Liam found himself recoiling at the sight. Horrified, disgusted and curious at the same time.
‘That’s not a real boy in there… is it?’
‘No, it’s an artificial,’ Foster said. ‘Grown from engineered human genetic data.’
Liam shrugged. The word ‘genetic’ meant absolutely nothing to him, but he was reassured by Foster’s answer that he wasn’t looking at a real child floating like a pickled egg in a vinegar jar. He leaned closer to get a better look at the still form of the boy.
And then its eyes suddenly snapped open.
CHAPTER 17
2001, New York
‘Oh Jayzus!’ Liam blurted as he and the girls lurched backwards in horror.
‘It’s OK,’ said Foster. ‘It’s OK. It’s not going to leap out and get you.’
All three of them gathered their breath. Sal giggled nervously. Maddy shook her head. ‘Oh my God, it’s like something out of Aliens.’
They watched in silent fascination as the boy’s eyes slowly swivelled round to look at them through the murky fluid.
‘I think it’s seen us,’ said Maddy.
‘Yes,’ replied Foster, ‘it’s seeing us, but there’s no intelligence there. The body’s motor responses are handled by a small organic brain at this stage. It has the brain capacity of a mouse. Real cognitive processing, in other words… thinking, that’s incorporated later when they’re nearly full term.’
The boy’s mouth opened and closed silently.
‘Is it trying
to talk?’ whispered Sal.
‘No. That’s just a reflex action.’
Liam watched the cloudy liquid drift in and out of the boy’s open mouth. ‘How can it breathe?’
‘Oxygenated liquid solution. It’s breathing the liquid into its lungs, just like we breathe air.’
Liam shuddered at the thought of that. ‘But that must feel just like drowning.’
Foster nodded. ‘I suppose it would feel like that if you were unused to it. But this unit has known no different.’
The boy in the tube cocked his head.
‘Jahulla!’ gasped Sal, leaping back. ‘Did you see that?’
Maddy stepped closer to the glass tube. ‘Are you sure it’s not… you know… thinking?’
Foster nodded. ‘Trust me. There isn’t enough brain matter in there to think. Yes, it’s awake and looking at us, but it’s not wondering who we are.’

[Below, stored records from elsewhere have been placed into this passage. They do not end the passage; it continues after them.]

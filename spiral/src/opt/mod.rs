pub mod spiral;
use anyhow::{Result, ensure};

/// Shape of the build surface of a [`Bed`](crate::entities::Bed)
#[derive(Clone, Copy, Debug, PartialEq)]
pub enum BedShape {
    Rectangular { width: f64, height: f64 },
    Round { diameter: f64 },
}

impl BedShape {
    pub fn try_rectangular(width: f64, height: f64) -> Result<Self> {
        let shape = BedShape::Rectangular { width, height };
        shape.validate()?;
        Ok(shape)
    }

    pub fn try_round(diameter: f64) -> Result<Self> {
        let shape = BedShape::Round { diameter };
        shape.validate()?;
        Ok(shape)
    }

    /// Checks that all dimensions are finite and strictly positive.
    pub fn validate(&self) -> Result<()> {
        match *self {
            BedShape::Rectangular { width, height } => ensure!(
                width.is_finite() && height.is_finite() && width > 0.0 && height > 0.0,
                "invalid rectangular bed dimensions, width: {width}, height: {height}"
            ),
            BedShape::Round { diameter } => ensure!(
                diameter.is_finite() && diameter > 0.0,
                "invalid round bed diameter: {diameter}"
            ),
        }
        Ok(())
    }
}

/// Where the origin of the bed's coordinate system lies
#[derive(Clone, Copy, Debug, PartialEq, Eq)]
pub enum Origin {
    /// In the bottom left corner, the center of the bed is at `(width/2, height/2)`
    Corner,
    /// In the center of the bed
    Center,
}
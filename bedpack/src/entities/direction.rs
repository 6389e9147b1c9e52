use std::fmt::{Display, Formatter};

/// Side of the anchor box on which a new box is attempted
#[derive(Clone, Copy, Debug, PartialEq, Eq, Hash)]
pub enum Direction {
    Above,
    Left,
    Below,
    Right,
}

impl Direction {
    /// Priority in which the spiral heuristic tries the directions
    pub const SPIRAL: [Direction; 4] = [
        Direction::Above,
        Direction::Left,
        Direction::Below,
        Direction::Right,
    ];
}

impl Display for Direction {
    fn fmt(&self, f: &mut Formatter<'_>) -> std::fmt::Result {
        let s = match self {
            Direction::Above => "above",
            Direction::Left => "left",
            Direction::Below => "below",
            Direction::Right => "right",
        };
        write!(f, "{s}")
    }
}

She shook her head. ‘It looks just like a normal little boy. That doesn’t seem right to me.’
‘Come on,’ said Foster. ‘We’re here to meet your colleague.’
With some difficulty he managed to drag them away from the boy in the tube, past a couple of tubes covered over with a tarpaulin.

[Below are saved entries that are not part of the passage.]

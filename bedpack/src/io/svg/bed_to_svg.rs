use svg::Document;
use svg::node::element::{Group, Text, Title};

use crate::entities::Bed;
use crate::io::svg::svg_util;
use crate::io::svg::svg_util::SvgDrawOptions;

pub fn bed_to_svg(bed: &Bed, options: SvgDrawOptions, title: &str) -> Document {
    let theme = &options.theme;

    let (x_min, y_min, x_max, y_max) = bed.outline().iter().fold(
        (f64::MAX, f64::MAX, f64::MIN, f64::MIN),
        |(x_min, y_min, x_max, y_max), p| {
            (x_min.min(p.0), y_min.min(p.1), x_max.max(p.0), y_max.max(p.1))
        },
    );
    let (width, height) = ((x_max - x_min) as f32, (y_max - y_min) as f32);
    let (x_min, y_top) = (x_min as f32, -y_max as f32);

    //10% padding around the bed, y is flipped so the top of the bed is at -y_max
    let vbox = (
        x_min - 0.05 * width,
        y_top - 0.05 * height,
        1.10 * width,
        1.10 * height,
    );

    let stroke_width = f32::min(width, height) * 0.001 * theme.stroke_width_multiplier;

    let label = {
        //print some information above the left top of the bed
        let label_content = format!(
            "boxes: {} | margin: {} | density: {:.3}% | {}",
            bed.placed_boxes().len(),
            bed.margin(),
            bed.density() * 100.0,
            title,
        );
        Text::new(label_content)
            .set("x", x_min)
            .set("y", y_top - 0.5 * 0.025 * f32::min(width, height))
            .set("font-size", f32::min(width, height) * 0.025)
            .set("font-family", "monospace")
            .set("font-weight", "500")
    };

    //draw bed
    let bed_group = {
        let c = bed.center();
        let title = Title::new(format!(
            "bed, shape: {:?}, center: {c}, bbox: [x_min: {:.3}, y_min: {:.3}, x_max: {:.3}, y_max: {:.3}]",
            bed.shape(),
            x_min,
            y_min,
            x_max,
            y_max
        ));
        Group::new()
            .set("id", "bed")
            .add(svg_util::data_to_path(
                svg_util::polygon_data(bed.outline()),
                &[
                    ("fill", &*format!("{}", theme.bed_fill)),
                    ("stroke", "black"),
                    ("stroke-width", &*format!("{}", 2.0 * stroke_width)),
                ],
            ))
            .add(svg_util::point(c, None, Some(2.0 * stroke_width)))
            .add(title)
    };

    //draw boxes
    let boxes_group = {
        let box_stroke = svg_util::change_brightness(theme.box_fill, 0.5);
        let font_size = f32::min(width, height) * 0.02;
        let mut boxes_group = Group::new().set("id", "boxes");
        for (i, pb) in bed.placed_boxes().iter().enumerate() {
            let title = Title::new(format!(
                "box {i}, center: {}, size: {} x {}",
                pb.center(),
                pb.width(),
                pb.height()
            ));
            let mut box_group = Group::new()
                .set("id", format!("box_{i}"))
                .add(svg_util::data_to_path(
                    svg_util::polygon_data(&pb.hull()),
                    &[
                        ("fill", &*format!("{}", theme.box_fill)),
                        ("fill-opacity", "0.8"),
                        ("stroke", &*format!("{box_stroke}")),
                        ("stroke-width", &*format!("{stroke_width}")),
                    ],
                ))
                .add(title);
            if options.label_boxes {
                box_group = box_group.add(
                    Text::new(format!("{i}"))
                        .set("x", pb.center().0 as f32)
                        .set("y", -pb.center().1 as f32)
                        .set("transform", "scale(1,-1)")
                        .set("font-size", font_size)
                        .set("font-family", "monospace")
                        .set("text-anchor", "middle")
                        .set("dominant-baseline", "middle"),
                );
            }
            boxes_group = boxes_group.add(box_group);
        }
        boxes_group
    };

    //draw the hull around all boxes (if enabled)
    let hull_group = match options.placed_hull && bed.placed_boxes().len() > 1 {
        false => None,
        true => Some(
            Group::new().set("id", "placed_hull").add(svg_util::data_to_path(
                svg_util::polygon_data(&bed.placed_hull()),
                &[
                    ("fill", "none"),
                    ("stroke", &*format!("{}", theme.hull_stroke)),
                    ("stroke-opacity", "0.5"),
                    ("stroke-width", &*format!("{stroke_width}")),
                    (
                        "stroke-dasharray",
                        &*format!("{} {}", 2.0 * stroke_width, 4.0 * stroke_width),
                    ),
                    ("stroke-linecap", "round"),
                    ("stroke-linejoin", "round"),
                ],
            )),
        ),
    };

    //outline the anchor (if enabled)
    let anchor_group = match (options.highlight_anchor, bed.last_box()) {
        (true, Some(anchor)) => Some(
            Group::new().set("id", "anchor").add(svg_util::data_to_path(
                svg_util::polygon_data(&anchor.hull()),
                &[
                    ("fill", "none"),
                    ("stroke", &*format!("{}", theme.anchor_stroke)),
                    ("stroke-width", &*format!("{}", 2.0 * stroke_width)),
                ],
            )),
        ),
        _ => None,
    };

    let optionals = [hull_group, anchor_group]
        .into_iter()
        .flatten()
        .fold(Group::new().set("id", "optionals"), |g, opt| g.add(opt));

    //bed coordinates have y pointing up, svg has it pointing down
    let content = Group::new()
        .set("id", "content")
        .set("transform", "scale(1,-1)")
        .add(bed_group)
        .add(boxes_group)
        .add(optionals);

    Document::new()
        .set("viewBox", vbox)
        .add(content)
        .add(label)
}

‘What’s in there?’ asked Liam.
Foster shook his head. ‘Mis-growths. I’ll need to flush them some time.’
‘Mis-growths?’
‘Ones that didn’t turn out quite right. It happens from time to time.’
Sal started to lift the canvas and peek under, before Foster stepped forward and pulled the tarpaulin back down. ‘Probably best if you don’t look, Sal. Inside these tubes is the stuff of nightmares.’
‘Oh,’ muttered Sal.
‘Here,’ said Foster, ‘this is your colleague.’ He pointed towards the last tube. Like the others it was full of murky organic soup, but this time, through the floating clouds of debris, they could see a fully grown man.
‘Gosh!’ uttered Maddy. ‘It’s freaking…’
‘Well built?’
She nodded. Liam studied the creature inside. He was easily six, maybe seven, feet tall, broad shouldered, every part of his stocky frame wrapped with well-defined, bulky muscles. Liam was reminded of a book by a woman called Mary Shelley. The story was about a monster raised from the dead by a mad old man called Frankenstein.